- [How to complete this task]:
All of the entries must appear again exactly as written.

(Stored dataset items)
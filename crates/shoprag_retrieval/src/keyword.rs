//! Lexical retriever.
//!
//! Passages are ranked with Okapi BM25 over prefix stems, so inflected forms
//! such as "оплатить" and "оплата" share the term "опла".

use crate::KnowledgeBase;
use async_trait::async_trait;
use shoprag_core::Passage;
use shoprag_error::ShopragResult;
use shoprag_interface::Retriever;
use std::collections::{HashMap, HashSet};

/// Characters kept from each word.
const STEM_LEN: usize = 4;
/// Term-frequency saturation.
const K1: f32 = 1.2;
/// Document-length normalisation.
const B: f32 = 0.75;

/// Splits text into stemmed terms, in order, repeats included.
///
/// Words are alphanumeric runs of at least two characters, lower-cased,
/// with `ё` folded to `е` and cut to their first four characters.
///
/// # Examples
///
/// ```
/// use shoprag_retrieval::tokenize;
///
/// assert_eq!(tokenize("Оплатить картой, а?"), vec!["опла", "карт"]);
/// ```
pub fn tokenize(text: &str) -> Vec<String> {
    text.split(|c: char| !c.is_alphanumeric())
        .filter(|word| word.chars().count() >= 2)
        .map(|word| {
            word.chars()
                .flat_map(char::to_lowercase)
                .map(|c| if c == 'ё' { 'е' } else { c })
                .take(STEM_LEN)
                .collect()
        })
        .collect()
}

#[derive(Debug, Clone)]
struct IndexedPassage {
    passage: Passage,
    term_counts: HashMap<String, usize>,
    len: usize,
}

/// Ranks passages against a query with BM25.
///
/// Scores are relative: the best passage scores `1.0` and the rest are
/// scaled by the same factor. Passages sharing no term with the query are
/// left out.
#[derive(Debug, Clone)]
pub struct KeywordRetriever {
    index: Vec<IndexedPassage>,
    doc_freq: HashMap<String, usize>,
    avg_len: f32,
}

impl KeywordRetriever {
    pub fn new(knowledge_base: KnowledgeBase) -> Self {
        let index: Vec<IndexedPassage> = knowledge_base
            .passages()
            .iter()
            .map(|p| {
                let terms = tokenize(p.text());
                let len = terms.len();
                let mut term_counts = HashMap::new();
                for term in terms {
                    *term_counts.entry(term).or_insert(0) += 1;
                }
                IndexedPassage {
                    passage: p.clone(),
                    term_counts,
                    len,
                }
            })
            .collect();

        let mut doc_freq = HashMap::new();
        for entry in &index {
            for term in entry.term_counts.keys() {
                *doc_freq.entry(term.clone()).or_insert(0) += 1;
            }
        }

        let total_len: usize = index.iter().map(|e| e.len).sum();
        let avg_len = if index.is_empty() {
            0.0
        } else {
            total_len as f32 / index.len() as f32
        };

        Self {
            index,
            doc_freq,
            avg_len,
        }
    }

    pub fn len(&self) -> usize {
        self.index.len()
    }

    pub fn is_empty(&self) -> bool {
        self.index.is_empty()
    }

    fn idf(&self, term: &str) -> f32 {
        let n = self.index.len() as f32;
        let df = self.doc_freq.get(term).copied().unwrap_or(0) as f32;
        (1.0 + (n - df + 0.5) / (df + 0.5)).ln()
    }

    fn bm25(&self, entry: &IndexedPassage, terms: &[String]) -> f32 {
        let len_ratio = if self.avg_len > 0.0 {
            entry.len as f32 / self.avg_len
        } else {
            0.0
        };
        terms
            .iter()
            .filter_map(|term| {
                let tf = *entry.term_counts.get(term)? as f32;
                let saturation = tf * (K1 + 1.0) / (tf + K1 * (1.0 - B + B * len_ratio));
                Some(self.idf(term) * saturation)
            })
            .sum()
    }

    /// Scores passages against `query`, best first.
    pub fn score(&self, query: &str) -> Vec<Passage> {
        let mut seen = HashSet::new();
        let terms: Vec<String> = tokenize(query)
            .into_iter()
            .filter(|t| seen.insert(t.clone()))
            .collect();
        if terms.is_empty() {
            return Vec::new();
        }

        let raw: Vec<(&Passage, f32)> = self
            .index
            .iter()
            .map(|entry| (&entry.passage, self.bm25(entry, &terms)))
            .filter(|(_, score)| *score > 0.0)
            .collect();

        let best = raw.iter().map(|(_, s)| *s).fold(0.0_f32, f32::max);
        if best <= 0.0 {
            return Vec::new();
        }

        let mut scored: Vec<Passage> = raw
            .into_iter()
            .map(|(passage, score)| passage.with_score(score / best))
            .collect();
        scored.sort_by(|a, b| b.score().total_cmp(a.score()));
        scored
    }
}

#[async_trait]
impl Retriever for KeywordRetriever {
    #[tracing::instrument(skip(self, query), fields(passages = self.index.len()))]
    async fn retrieve(&self, query: &str) -> ShopragResult<Vec<Passage>> {
        let scored = self.score(query);
        tracing::debug!(matched = scored.len(), "Scored passages");
        Ok(scored)
    }
}
//! Request and response types for LLM generation.

use crate::Message;
use serde::{Deserialize, Serialize};

/// Generic chat generation request.
#[derive(Debug, Clone, PartialEq, Serialize, Deserialize, Default)]
pub struct GenerateRequest {
    pub messages: Vec<Message>,
    pub max_tokens: Option<u32>,
    pub temperature: Option<f32>,
    pub model: Option<String>,
}

impl GenerateRequest {
    /// Creates a request from messages, leaving sampling options to the driver.
    pub fn new(messages: Vec<Message>) -> Self {
        Self {
            messages,
            ..Default::default()
        }
    }

    /// Sets the sampling temperature.
    pub fn with_temperature(mut self, temperature: f32) -> Self {
        self.temperature = Some(temperature);
        self
    }
}

/// Token accounting reported by the provider.
#[derive(
    Debug, Clone, Copy, PartialEq, Eq, Hash, Serialize, Deserialize, derive_new::new,
)]
pub struct TokenUsage {
    pub prompt_tokens: u64,
    pub completion_tokens: u64,
    pub total_tokens: u64,
}

/// The unified response object.
#[derive(Debug, Clone, PartialEq, Serialize, Deserialize, Default)]
pub struct GenerateResponse {
    /// Generated text of the first choice
    pub text: String,
    /// Token usage, when the provider reports it
    pub usage: Option<TokenUsage>,
}

impl GenerateResponse {
    /// Creates a response carrying only text.
    pub fn text(text: impl Into<String>) -> Self {
        Self {
            text: text.into(),
            usage: None,
        }
    }
}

- [Output of the task]:
filename crates/shoprag_retrieval/src/keyword.rs
//! Lexical retriever.
//!
//! Passages are ranked with Okapi BM25 over prefix stems, so inflected forms
//! such as "оплатить" and "оплата" share the term "опла".

use crate::KnowledgeBase;
use async_trait::async_trait;
use shoprag_core::Passage;
use shoprag_error::ShopragResult;
use shoprag_interface::Retriever;
use std::collections::{HashMap, HashSet};

/// Characters kept from each word.
const STEM_LEN: usize = 4;
/// Term-frequency saturation.
const K1: f32 = 1.2;
/// Document-length normalisation.
const B: f32 = 0.75;

/// Splits text into stemmed terms, in order, repeats included.
///
/// Words are alphanumeric runs of at least two characters, lower-cased,
/// with `ё` folded to `е` and cut to their first four characters.
///
/// # Examples
///
/// ```
/// use shoprag_retrieval::tokenize;
///
/// assert_eq!(tokenize("Оплатить картой, а?"), vec!["опла", "карт"]);
/// ```
pub fn tokenize(text: &str) -> Vec<String> {
    text.split(|c: char| !c.is_alphanumeric())
        .filter(|word| word.chars().count() >= 2)
        .map(|word| {
            word.chars()
                .flat_map(char::to_lowercase)
                .map(|c| if c == 'ё' { 'е' } else { c })
                .take(STEM_LEN)
                .collect()
        })
        .collect()
}

#[derive(Debug, Clone)]
struct IndexedPassage {
    passage: Passage,
    term_counts: HashMap<String, usize>,
    len: usize,
}

/// Ranks passages against a query with BM25.
///
/// Scores are relative: the best passage scores `1.0` and the rest are
/// scaled by the same factor. Passages sharing no term with the query are
/// left out.
#[derive(Debug, Clone)]
pub struct KeywordRetriever {
    index: Vec<IndexedPassage>,
    doc_freq: HashMap<String, usize>,
    avg_len: f32,
}

impl KeywordRetriever {
    pub fn new(knowledge_base: KnowledgeBase) -> Self {
        let index: Vec<IndexedPassage> = knowledge_base
            .passages()
            .iter()
            .map(|p| {
                let terms = tokenize(p.text());
                let len = terms.len();
                let mut term_counts = HashMap::new();
                for term in terms {
                    *term_counts.entry(term).or_insert(0) += 1;
                }
                IndexedPassage {
                    passage: p.clone(),
                    term_counts,
                    len,
                }
            })
            .collect();

        let mut doc_freq = HashMap::new();
        for entry in &index {
            for term in entry.term_counts.keys() {
                *doc_freq.entry(term.clone()).or_insert(0) += 1;
            }
        }

        let total_len: usize = index.iter().map(|e| e.len).sum();
        let avg_len = if index.is_empty() {
            0.0
        } else {
            total_len as f32 / index.len() as f32
        };

        Self {
            index,
            doc_freq,
            avg_len,
        }
    }

    pub fn len(&self) -> usize {
        self.index.len()
    }

    pub fn is_empty(&self) -> bool {
        self.index.is_empty()
    }

    fn idf(&self, term: &str) -> f32 {
        let n = self.index.len() as f32;
        let df = self.doc_freq.get(term).copied().unwrap_or(0) as f32;
        (1.0 + (n - df + 0.5) / (df + 0.5)).ln()
    }

    fn bm25(&self, entry: &IndexedPassage, terms: &[String]) -> f32 {
        let len_ratio = if self.avg_len > 0.0 {
            entry.len as f32 / self.avg_len
        } else {
            0.0
        };
        terms
            .iter()
            .filter_map(|term| {
                let tf = *entry.term_counts.get(term)? as f32;
                let saturation = tf * (K1 + 1.0) / (tf + K1 * (1.0 - B + B * len_ratio));
                Some(self.idf(term) * saturation)
            })
            .sum()
    }

    /// Scores passages against `query`, best first.
    pub fn score(&self, query: &str) -> Vec<Passage> {
        let mut seen = HashSet::new();
        let terms: Vec<String> = tokenize(query)
            .into_iter()
            .filter(|t| seen.insert(t.clone()))
            .collect();
        if terms.is_empty() {
            return Vec::new();
        }

        let raw: Vec<(&Passage, f32)> = self
            .index
            .iter()
            .map(|entry| (&entry.passage, self.bm25(entry, &terms)))
            .filter(|(_, score)| *score > 0.0)
            .collect();

        let best = raw.iter().map(|(_, s)| *s).fold(0.0_f32, f32::max);
        if best <= 0.0 {
            return Vec::new();
        }

        let mut scored: Vec<Passage> = raw
            .into_iter()
            .map(|(passage, score)| passage.with_score(score / best))
            .collect();
        scored.sort_by(|a, b| b.score().total_cmp(a.score()));
        scored
    }
}

#[async_trait]
impl Retriever for KeywordRetriever {
    #[tracing::instrument(skip(self, query), fields(passages = self.index.len()))]
    async fn retrieve(&self, query: &str) -> ShopragResult<Vec<Passage>> {
        let scored = self.score(query);
        tracing::debug!(matched = scored.len(), "Scored passages");
        Ok(scored)
    }
}
//! Request and response types for LLM generation.

use crate::Message;
use serde::{Deserialize, Serialize};

/// Generic chat generation request.
#[derive(Debug, Clone, PartialEq, Serialize, Deserialize, Default)]
pub struct GenerateRequest {
    pub messages: Vec<Message>,
    pub max_tokens: Option<u32>,
    pub temperature: Option<f32>,
    pub model: Option<String>,
}

impl GenerateRequest {
    /// Creates a request from messages, leaving sampling options to the driver.
    pub fn new(messages: Vec<Message>) -> Self {
        Self {
            messages,
            ..Default::default()
        }
    }

    /// Sets the sampling temperature.
    pub fn with_temperature(mut self, temperature: f32) -> Self {
        self.temperature = Some(temperature);
        self
    }
}

/// Token accounting reported by the provider.
#[derive(
    Debug, Clone, Copy, PartialEq, Eq, Hash, Serialize, Deserialize, derive_new::new,
)]
pub struct TokenUsage {
    pub prompt_tokens: u64,
    pub completion_tokens: u64,
    pub total_tokens: u64,
}

/// The unified response object.
#[derive(Debug, Clone, PartialEq, Serialize, Deserialize, Default)]
pub struct GenerateResponse {
    /// Generated text of the first choice
    pub text: String,
    /// Token usage, when the provider reports it
    pub usage: Option<TokenUsage>,
}

impl GenerateResponse {
    /// Creates a response carrying only text.
    pub fn text(text: impl Into<String>) -> Self {
        Self {
            text: text.into(),
            usage: None,
        }
    }
}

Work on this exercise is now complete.